El poder de la mirada
Pierino
Atardecer
Donde hubo fuego…
Filósofo urbano
La tetera de Jerome
Nocaut en blanco y negro
La trampa
Justicia divina
Aventura de amor
Ratones
Cadena perpetua
¡Feliz Navidad!
Soberbia
La vuelta a la manzana
Jamones
La matanza
Terminal
Polos opuestos
Traicionera
El juicio final
Los cuentos narrados en este libro se basan en experiencias propias, anécdotas contadas por amigos y que mediante la imaginación volaron hacia situaciones que nunca sucedieron.
A veces, introduje refranes nacidos de la sabiduría popular, máximas de hombres notables y pensamientos míos aprendidos en el curso de la vida.
Todos los personajes son ficticios.
A María Silvia por ayudarme a encontrar una actividad creativa después de terminada mi actividad profesional.
A mis hijos por estar siempre presentes.
A José María Casabella, que en su taller literario me introdujera en el mundo de los cuentos.
A los amigos que después de leer algunas de estas historias imaginarias me alentaron publicar el libro.

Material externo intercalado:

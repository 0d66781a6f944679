//! The generation pipeline: walk, collect statistics, render.

use std::io;
use std::path::Path;

use log::info;

use crate::output::{OutputFormat, render_document};
use crate::stats::collect_stats;
use crate::tree::{TreeWalker, WalkerConfig};

/// Everything needed to produce one document.
#[derive(Debug, Clone, Default)]
pub struct GenerateConfig {
    pub walker: WalkerConfig,
    pub format: OutputFormat,
}

/// Build the complete document for `root` in memory.
///
/// Unreadable file contents become placeholders; any directory listing or
/// stat failure is returned as an error and no document is produced.
pub fn generate_document(root: &Path, config: &GenerateConfig) -> io::Result<String> {
    info!("Walking {}", root.display());
    let walker = TreeWalker::new(config.walker.clone())?;
    let listing = walker.walk(root)?;

    info!("Collecting statistics");
    let stats = collect_stats(root, walker.config())?;

    info!("Rendering {:?} document", config.format);
    Ok(render_document(config.format, &listing, &stats))
}

#[cfg(test)]
mod tests {
    use super::*;
    use crate::test_utils::TestTree;

    fn sample_tree() -> TestTree {
        let tree = TestTree::new();
        tree.add_dir("a");
        tree.add_file("b.txt", "hello");
        tree.add_file(".git/config", "[core]");
        tree
    }

    #[test]
    fn test_structure_markdown() {
        let tree = sample_tree();
        let doc = generate_document(tree.path(), &GenerateConfig::default()).unwrap();

        assert_eq!(
            doc,
            "# Project Structure\n\n\
             ## Directory Tree\n\n\
             ```text\n├── a/\n└── b.txt\n```\n\n\
             ## Project Statistics\n\n\
             ```text\nTotal Files: 1\nTotal Directories: 1\nTotal Size: 5 B\n```\n"
        );
    }

    #[test]
    fn test_structure_with_code_text() {
        let tree = sample_tree();
        let config = GenerateConfig {
            walker: WalkerConfig {
                include_contents: true,
                ..Default::default()
            },
            format: OutputFormat::Text,
        };
        let doc = generate_document(tree.path(), &config).unwrap();

        assert_eq!(
            doc,
            "├── a/\n└── b.txt\n\
             \nFile Contents:\n\n\
             --- b.txt ---\nhello\n\n\
             \nProject Statistics:\n\
             Total Files: 1\nTotal Directories: 1\nTotal Size: 5 B\n"
        );
    }

    #[test]
    fn test_contents_not_collected_for_structure() {
        let tree = sample_tree();
        let config = GenerateConfig {
            format: OutputFormat::Text,
            ..Default::default()
        };
        let doc = generate_document(tree.path(), &config).unwrap();
        assert!(!doc.contains("File Contents"));
        assert!(!doc.contains("hello"));
    }

    #[test]
    fn test_generation_is_idempotent() {
        let tree = sample_tree();
        tree.add_file("src/lib.rs", "pub fn f() {}");
        let config = GenerateConfig {
            walker: WalkerConfig {
                include_contents: true,
                show_size: true,
                ..Default::default()
            },
            format: OutputFormat::Markdown,
        };
        let first = generate_document(tree.path(), &config).unwrap();
        let second = generate_document(tree.path(), &config).unwrap();
        assert_eq!(first, second);
    }

    #[test]
    fn test_invalid_pattern_fails_before_walking() {
        let tree = sample_tree();
        let config = GenerateConfig {
            walker: WalkerConfig {
                ignore_patterns: vec!["[".to_string()],
                ..Default::default()
            },
            ..Default::default()
        };
        let err = generate_document(tree.path(), &config).unwrap_err();
        assert_eq!(err.kind(), io::ErrorKind::InvalidInput);
    }
}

A Autores de Argentina por la empatía y profesionalidad demostrada durante el proceso de edición.
¡Fue una experiencia fantástica! Era al mismo tiempo protagonista y espectador privilegiado de una obra extraordinaria. Sentado en el mismísimo centro del escenario, asistía a la transformación de mi cuerpo desde que el amor fusionara una célula XX con otra mayoritariamente XY. Era testigo de una fabulosa coreografía que, a cada instante, cambiaba la diminuta forma de mi futura casa.
Ese bosquejo o maqueta de arquitectura, crecía exponencialmente como si un artesano de aquellos que arman un barco dentro de una botella, guiado por la Inteligencia Divina, hiciera malabares encastrando moléculas de RNA y DRN. Como resultado, la hermética burbuja aumentaba su volumen al mismo ritmo que el cuerpecito que estaba en su seno.
Mi madre aún no sabía lo que estaba sucediendo, a pesar de que, mediante un tubo con materiales propios, alimentaba la obra que el Gran Arquitecto le había encomendado. Hubo un momento en que fui lo suficientemente grande como para poder vivir dentro de esta casa multiforme. Desde entonces, en lugar de ser el asombrado curioso ante la creación, sentí que era una parte más del todo que se estaba gestando.
Al tomar conciencia de mi capacidad para sentir, me pregunté: ¿cómo es posible?, aun siendo invisible, no tengo oídos, ojos, piel, nariz y tampoco lengua, ¿sin embargo poseo el don del sentimiento?
Por un instante quedé paralizado ante el dilema inexplicable. Sin embargo, pude seguir adelante al recordar que antes de partir de aquel lugar donde el tiempo no existía, los ángeles que me acondicionaban para el viaje, envolvieron mi ser en un halo virtual que servía para todo.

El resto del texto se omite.